COMMENT: An insightful post graces the Deutsche Welle website. We’ve highlighted the unfolding scandal surrounding the German judicial establishment’s collusion with neo-Nazi elements and the government’s ongoing cover-up and destruction of evidence in the case. That collusion appears to be proactive, to an extent.
A recent book by a former official of the BKA, the German federal police (equivalent of the FBI) focuses on the Nazi and SS origins of that agency. (33 of 48 top BKA officials at the agency’s inception had backgrounds as SS leaders.)
Supplemented by an internal colloquium, the inquiry notes the postwar Nazi networking within the BKA and the effect this appears to have had on postwar German law enforcement, particularly with regard to policy toward right-wing extremists, anti-immigrant xenophobia and anti-Semitism.
Worth remembering in this regard is the concept of bureaucratic inertia. Government bureaucracies manifest that inertia, and the contemporary German collusion with Nazi elements must be viewed against the background of the Nazi/SS genesis of the BKA.
We should not fail to note that the SS/Nazi officials heading the BKA would undoubtedly have answered to former Gestapo chief Heinrich Mueller, security director for the Bormann Capital Network and the Underground Reich.
EXCERPT: A Federal Crime Office investigation into how former SS officers remained at its helm well into the 1960s is well underway, providing new insights into how Nazis were reintegrated into mainstream society.
The ties between some BKA founders and Nazis are no longer disputed. . . .
. . . A total of three colloquia focusing on the role of ex-Nazi police officers who founded the BKA in 1951 and made up the core of its leadership into the 1970s, was launched by the BKA in the summer. The agency has opened its archives to an inter-disciplinary team of renowned researchers.
The founding core of the BKA included some 48 members of the Nazi security forces known as the Reichskriminalpolizei, or Kripo. They became part of a new Criminal Police Force in the postwar British Occupied Zone, which later evolved into the BKA. According to Ziercke, of the 48, 33 had been SS leaders. . . .
. . . .At the end of the 1950s, nearly all of the BKA leadership positions were still filled with ex-Nazis or SS leaders. According to Ziercke, the police organization was rife with cliques and internal connections leading back to the Nazi era that helped with re-commissioning.

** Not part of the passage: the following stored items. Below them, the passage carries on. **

//! Application configuration loaded from environment variables.
//!
//! Configuration is loaded once at startup and validated before the server
//! starts.
//!
//! ## Variables
//!
//! All optional:
//!
//! - `LISTEN` - Bind address (default: `0.0.0.0:3000`)
//! - `BASE_URL` - Prefix for generated short URLs (default: `http://localhost:3000`)
//! - `DATABASE_URL` - SQLite database, e.g. `sqlite://rocketlink.db?mode=rwc`.
//!   When unset, links live in memory and are lost on restart.
//! - `GEOIP_API_URL` - Geolocation API template with an `{ip}` placeholder,
//!   e.g. `http://ip-api.com/json/{ip}?fields=status,country`. When unset,
//!   click locations are recorded as `Unknown`.
//! - `GEOIP_TIMEOUT_MS` - Upper bound for one lookup (default: 2000)
//! - `TELEMETRY_URL` - Remote collector for fire-and-forget event lines.
//!   When unset, lines are dropped.
//! - `RUST_LOG` - Log level (default: `info`)
//! - `LOG_FORMAT` - Log format: `text` or `json` (default: `text`)

use anyhow::Result;
use std::env;

/// Service configuration loaded from environment variables.
#[derive(Debug, Clone)]
pub struct Config {
    pub listen_addr: String,
    pub base_url: String,
    pub database_url: Option<String>,
    pub geoip_api_url: Option<String>,
    pub geoip_timeout_ms: u64,
    pub telemetry_url: Option<String>,
    pub log_level: String,
    pub log_format: String,
}

impl Config {
    /// Loads configuration from environment variables.
    pub fn from_env() -> Self {
        let listen_addr = env::var("LISTEN").unwrap_or_else(|_| "0.0.0.0:3000".to_string());
        let base_url =
            env::var("BASE_URL").unwrap_or_else(|_| "http://localhost:3000".to_string());
        let database_url = env::var("DATABASE_URL").ok();
        let geoip_api_url = env::var("GEOIP_API_URL").ok();
        let telemetry_url = env::var("TELEMETRY_URL").ok();

        let geoip_timeout_ms = env::var("GEOIP_TIMEOUT_MS")
            .ok()
            .and_then(|v| v.parse().ok())
            .unwrap_or(2_000);

        let log_level = env::var("RUST_LOG").unwrap_or_else(|_| "info".to_string());
        let log_format = env::var("LOG_FORMAT").unwrap_or_else(|_| "text".to_string());

        Self {
            listen_addr,
            base_url,
            database_url,
            geoip_api_url,
            geoip_timeout_ms,
            telemetry_url,
            log_level,
            log_format,
        }
    }

    /// Validates the configuration.
    ///
    /// # Errors
    ///
    /// Returns an error if:
    /// - `LOG_FORMAT` is not `text` or `json`
    /// - `LISTEN` is not in `host:port` form
    /// - `DATABASE_URL` is set but not a `sqlite:` URL
    /// - `GEOIP_API_URL` is set but missing its `{ip}` placeholder
    /// - `GEOIP_TIMEOUT_MS` is zero
    pub fn validate(&self) -> Result<()> {
        if self.log_format != "text" && self.log_format != "json" {
            anyhow::bail!(
                "LOG_FORMAT must be 'text' or 'json', got '{}'",
                self.log_format
            );
        }

        if !self.listen_addr.contains(':') {
            anyhow::bail!(
                "LISTEN must be in format 'host:port', got '{}'",
                self.listen_addr
            );
        }

        if let Some(ref url) = self.database_url {
            if !url.starts_with("sqlite:") {
                anyhow::bail!("DATABASE_URL must start with 'sqlite:', got '{}'", url);
            }
        }

        if let Some(ref url) = self.geoip_api_url {
            if !url.contains("{ip}") {
                anyhow::bail!("GEOIP_API_URL must contain an '{{ip}}' placeholder, got '{}'", url);
            }
        }

        if self.geoip_timeout_ms == 0 {
            anyhow::bail!("GEOIP_TIMEOUT_MS must be greater than 0");
        }

        Ok(())
    }

    /// Prints a configuration summary.
    pub fn print_summary(&self) {
        tracing::info!("Configuration loaded:");
        tracing::info!("  Listen address: {}", self.listen_addr);
        tracing::info!("  Base URL: {}", self.base_url);

        match self.database_url {
            Some(ref url) => tracing::info!("  Storage: {url}"),
            None => tracing::info!("  Storage: in-memory"),
        }

        match self.geoip_api_url {
            Some(ref url) => tracing::info!(
                "  GeoIP: {url} (timeout {}ms)",
                self.geoip_timeout_ms
            ),
            None => tracing::info!("  GeoIP: disabled"),
        }

        match self.telemetry_url {
            Some(ref url) => tracing::info!("  Telemetry: {url}"),
            None => tracing::info!("  Telemetry: disabled"),
        }

        tracing::info!("  Log level: {}", self.log_level);
        tracing::info!("  Log format: {}", self.log_format);
    }
}

/// Loads and validates configuration from environment variables.
///
/// # Errors
///
/// Returns an error if validation fails.
///
/// # Note
///
/// This function expects environment variables to be already loaded
/// (e.g., via `dotenvy::dotenv()` in `main.rs`).
pub fn load_from_env() -> Result<Config> {
    let config = Config::from_env();
    config.validate()?;
    Ok(config)
}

The BKA’s investigation aims to examine the question of whether the Nazis’ notions on crime fighting were carried on after the war. . . .
. . . . But then came the publication of a book by a former BKA employee Dieter Schenk. Titled “The Brown Roots of the BKA,” the book argues that the organization had been founded by active Nazis.
Whether the BKA founders were Nazis or merely careerists is something discussed in the Schenk book as well as the current colloquia. More important, according to Schenk, is his belief that the political leanings of the BKA founders can still be felt in its policy, “in the half-heartedness with which it has fought against the radical right, anti-Semitism and anti-immigrant” elements in the country. . . .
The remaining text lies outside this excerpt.